Update!! Parking Garage Turbines Spin!!!

I rode my bike right by this parking garage yesterday, on my way from the bank to the post office running errands, and to my astonishment the big white turbines were spinning! Well, about half of them were spinning. The two at the base were really going.

So there, I was wrong. I said the turbines “probably [couldn’t] generate enough electricity to lift the ticket gate a single time.” There was almost definitely that much electricity produced.

It sure was windy yesterday. How windy, I wondered? The bank receipt read 9:54 am, so I did some digging and found this, from a weather station a few blocks north:

Instantaneous climate data

And it was windy like this most of the day:

more pertinent data

But to consistently produce electricity, wind turbines must be consistently spinning. This is the reason that wind farms are located on agricultural farms. Consistent wind. Even one on of Chicago’s windiest (and warmest) days this winter, the turbines on the Greenway garage were apparently averaging somewhere around their cut-in speed, the point at which they begin to spin.

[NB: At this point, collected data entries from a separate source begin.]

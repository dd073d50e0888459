//! Lesson Engine
//!
//! A learner's place in a lesson is `(knowledge_point_index, item_index)`.
//! Items of a KP are its content blocks followed by its lesson-pool
//! questions in allocation order. Lesson-pool questions are allocated one
//! at a time, so at most one is ever pending per KP.

use serde::{Deserialize, Serialize};

use noobular_algo::{
    has_failed, is_kp_complete, ChoiceId, CourseProgress, KnowledgePoint, KpId, Lesson, LessonId,
    PoolKind,
};

use super::progress::{allocate, load_progress};
use super::{check_choice, AnswerFeedback, EngineError, EngineResult, LearnerContext, QuestionView};
use crate::db::operations::{answers, pools};
use crate::db::UnitOfWork;

#[derive(Debug, Clone, Copy, Default, PartialEq, Eq, Serialize, Deserialize)]
#[serde(rename_all = "camelCase")]
pub struct LessonPosition {
    pub knowledge_point_index: usize,
    pub item_index: usize,
}

impl LessonPosition {
    pub fn new(knowledge_point_index: usize, item_index: usize) -> Self {
        Self { knowledge_point_index, item_index }
    }

    fn next_item(self) -> Self {
        Self::new(self.knowledge_point_index, self.item_index + 1)
    }

    fn next_knowledge_point(self) -> Self {
        Self::new(self.knowledge_point_index + 1, 0)
    }
}

#[derive(Debug, Clone, Serialize)]
#[serde(rename_all = "camelCase")]
pub struct KnowledgePointSummary {
    pub id: KpId,
    pub name: String,
    pub description: String,
}

impl From<&KnowledgePoint> for KnowledgePointSummary {
    fn from(kp: &KnowledgePoint) -> Self {
        Self {
            id: kp.id,
            name: kp.name.clone(),
            description: kp.description.clone(),
        }
    }
}

#[derive(Debug, Clone, Serialize)]
#[serde(tag = "type", rename_all = "snake_case")]
pub enum LessonItem {
    Content {
        text: String,
    },
    Question {
        #[serde(rename = "questionIndex")]
        question_index: usize,
        question: QuestionView,
    },
    /// Past the last KP of the lesson
    Finished,
}

#[derive(Debug, Clone, Serialize)]
#[serde(rename_all = "camelCase")]
pub struct LessonStep {
    pub lesson_id: LessonId,
    pub lesson_title: String,
    pub position: LessonPosition,
    #[serde(skip_serializing_if = "Option::is_none")]
    pub knowledge_point: Option<KnowledgePointSummary>,
    pub item: LessonItem,
}

#[derive(Debug, Clone, Serialize)]
#[serde(rename_all = "camelCase")]
pub struct LessonAnswerOutcome {
    pub feedback: AnswerFeedback,
    /// The failure threshold was crossed and the lesson starts over
    pub lesson_failed: bool,
    pub next_position: LessonPosition,
    pub lesson_finished: bool,
}

fn find_lesson<'a>(ctx: &'a LearnerContext, lesson_id: LessonId) -> EngineResult<&'a Lesson> {
    ctx.course()
        .lesson(lesson_id)
        .ok_or_else(|| EngineError::NotFound(format!("lesson {lesson_id} not found")))
}

/// Opens the lesson at its first item, giving every KP that has no
/// lesson-pool question yet its first one.
pub async fn start_lesson(
    uow: &mut UnitOfWork,
    ctx: &LearnerContext,
    lesson_id: LessonId,
) -> EngineResult<LessonStep> {
    let lesson = find_lesson(ctx, lesson_id)?;
    let progress = load_progress(uow.conn(), ctx.user_id, ctx.course()).await?;

    for kp in &lesson.knowledge_points {
        let Some(p) = progress.kp(kp.id) else {
            continue;
        };
        if p.lesson.is_empty() {
            allocate(uow.conn(), ctx.user_id, p, PoolKind::Lesson, None, ctx.now_ms()).await?;
        }
    }

    let progress = load_progress(uow.conn(), ctx.user_id, ctx.course()).await?;
    resolve(uow, ctx, lesson, progress, LessonPosition::default()).await
}

/// Navigates to `position`. A mastered KP hands over to the next one; an
/// unmastered KP whose questions are all answered gets one more allocated.
pub async fn advance_lesson(
    uow: &mut UnitOfWork,
    ctx: &LearnerContext,
    lesson_id: LessonId,
    position: LessonPosition,
) -> EngineResult<LessonStep> {
    let lesson = find_lesson(ctx, lesson_id)?;
    let progress = load_progress(uow.conn(), ctx.user_id, ctx.course()).await?;
    resolve(uow, ctx, lesson, progress, position).await
}

async fn resolve(
    uow: &mut UnitOfWork,
    ctx: &LearnerContext,
    lesson: &Lesson,
    mut progress: CourseProgress,
    mut position: LessonPosition,
) -> EngineResult<LessonStep> {
    loop {
        let Some(kp) = lesson.knowledge_points.get(position.knowledge_point_index) else {
            return Ok(LessonStep {
                lesson_id: lesson.id,
                lesson_title: lesson.title.clone(),
                position,
                knowledge_point: None,
                item: LessonItem::Finished,
            });
        };
        let step = |item| LessonStep {
            lesson_id: lesson.id,
            lesson_title: lesson.title.clone(),
            position,
            knowledge_point: Some(KnowledgePointSummary::from(kp)),
            item,
        };

        if let Some(text) = kp.contents.get(position.item_index) {
            return Ok(step(LessonItem::Content { text: text.clone() }));
        }

        let question_index = position.item_index - kp.contents.len();
        let Some(p) = progress.kp(kp.id) else {
            return Err(EngineError::NotFound(format!("knowledge point {} not found", kp.id)));
        };

        if let Some(entry) = p.lesson.get(question_index) {
            let question = ctx.question(entry.question_id)?;
            return Ok(step(LessonItem::Question {
                question_index,
                question: QuestionView::new(question, entry.choice_id),
            }));
        }

        if question_index > p.lesson.len() {
            return Err(EngineError::BadRequest(format!(
                "question {question_index} of knowledge point {} is out of range",
                kp.id
            )));
        }

        if is_kp_complete(p, &ctx.config) {
            position = position.next_knowledge_point();
            continue;
        }

        if let Some(pending) = p.pending_lesson_question() {
            return Err(EngineError::BadRequest(format!(
                "question {pending} of knowledge point {} is still unanswered",
                kp.id
            )));
        }

        let allocated =
            allocate(uow.conn(), ctx.user_id, p, PoolKind::Lesson, None, ctx.now_ms()).await?;
        if allocated.is_none() {
            // nothing left to practise; move on rather than loop
            position = position.next_knowledge_point();
            continue;
        }
        progress = load_progress(uow.conn(), ctx.user_id, ctx.course()).await?;
    }
}

/// Records an answer to the question at `position`, then either restarts
/// the lesson, allocates the KP's next question, or moves to the next KP.
pub async fn submit_lesson_answer(
    uow: &mut UnitOfWork,
    ctx: &LearnerContext,
    lesson_id: LessonId,
    position: LessonPosition,
    choice_id: ChoiceId,
) -> EngineResult<LessonAnswerOutcome> {
    let lesson = find_lesson(ctx, lesson_id)?;
    let kp = lesson
        .knowledge_points
        .get(position.knowledge_point_index)
        .ok_or_else(|| {
            EngineError::BadRequest(format!(
                "lesson {lesson_id} has no knowledge point {}",
                position.knowledge_point_index
            ))
        })?;
    let question_index = position
        .item_index
        .checked_sub(kp.contents.len())
        .ok_or_else(|| EngineError::BadRequest("position is not a question".to_string()))?;

    let progress = load_progress(uow.conn(), ctx.user_id, ctx.course()).await?;
    let entry = progress
        .kp(kp.id)
        .and_then(|p| p.lesson.get(question_index))
        .ok_or_else(|| {
            EngineError::BadRequest(format!(
                "question {question_index} of knowledge point {} is not allocated",
                kp.id
            ))
        })?;
    if entry.is_answered() {
        return Err(EngineError::AlreadyAnswered(format!(
            "question {} was already answered",
            entry.question_id
        )));
    }
    let question = ctx.question(entry.question_id)?;
    check_choice(question, choice_id)?;

    answers::record_answer(uow.conn(), ctx.user_id, question.id, choice_id, ctx.now_ms()).await?;
    let feedback = AnswerFeedback::for_choice(question, choice_id);

    let progress = load_progress(uow.conn(), ctx.user_id, ctx.course()).await?;
    let Some(p) = progress.kp(kp.id) else {
        return Err(EngineError::NotFound(format!("knowledge point {} not found", kp.id)));
    };

    if has_failed(p, ctx.config.failure_policy()) {
        let purged: Vec<_> = lesson
            .knowledge_points
            .iter()
            .filter_map(|k| progress.kp(k.id))
            .flat_map(|k| k.lesson.iter().map(|e| e.question_id))
            .collect();
        answers::delete_answers(uow.conn(), ctx.user_id, &purged).await?;
        pools::release(uow.conn(), ctx.user_id, &purged).await?;
        tracing::warn!(
            user_id = ctx.user_id,
            lesson_id,
            kp_id = kp.id,
            incorrect = p.lesson_incorrect(),
            purged = purged.len(),
            "lesson failed, progress reset"
        );
        return Ok(LessonAnswerOutcome {
            feedback,
            lesson_failed: true,
            next_position: LessonPosition::default(),
            lesson_finished: false,
        });
    }

    let complete = is_kp_complete(p, &ctx.config);
    if !complete && !p.unassigned.is_empty() {
        allocate(uow.conn(), ctx.user_id, p, PoolKind::Lesson, None, ctx.now_ms()).await?;
    }

    let next_position = if complete {
        position.next_knowledge_point()
    } else {
        position.next_item()
    };
    let lesson_finished = next_position.knowledge_point_index >= lesson.knowledge_points.len();

    Ok(LessonAnswerOutcome {
        feedback,
        lesson_failed: false,
        next_position,
        lesson_finished,
    })
}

On site energy generation is an important component of how buildings and infrastructure will need to function in the future. We as architects have the power of persuasion with developers when it comes to including such elements in new construction. By analyzing the successes and failures of existing projects, a business model can be developed that decides that higher first cost investment is justified by offsets in building operations. The Greenway Self Park is a project that architects can learn valuable experience from, and then apply this to future urban wind projects, so they will actually do what they’re ostensibly designed to do.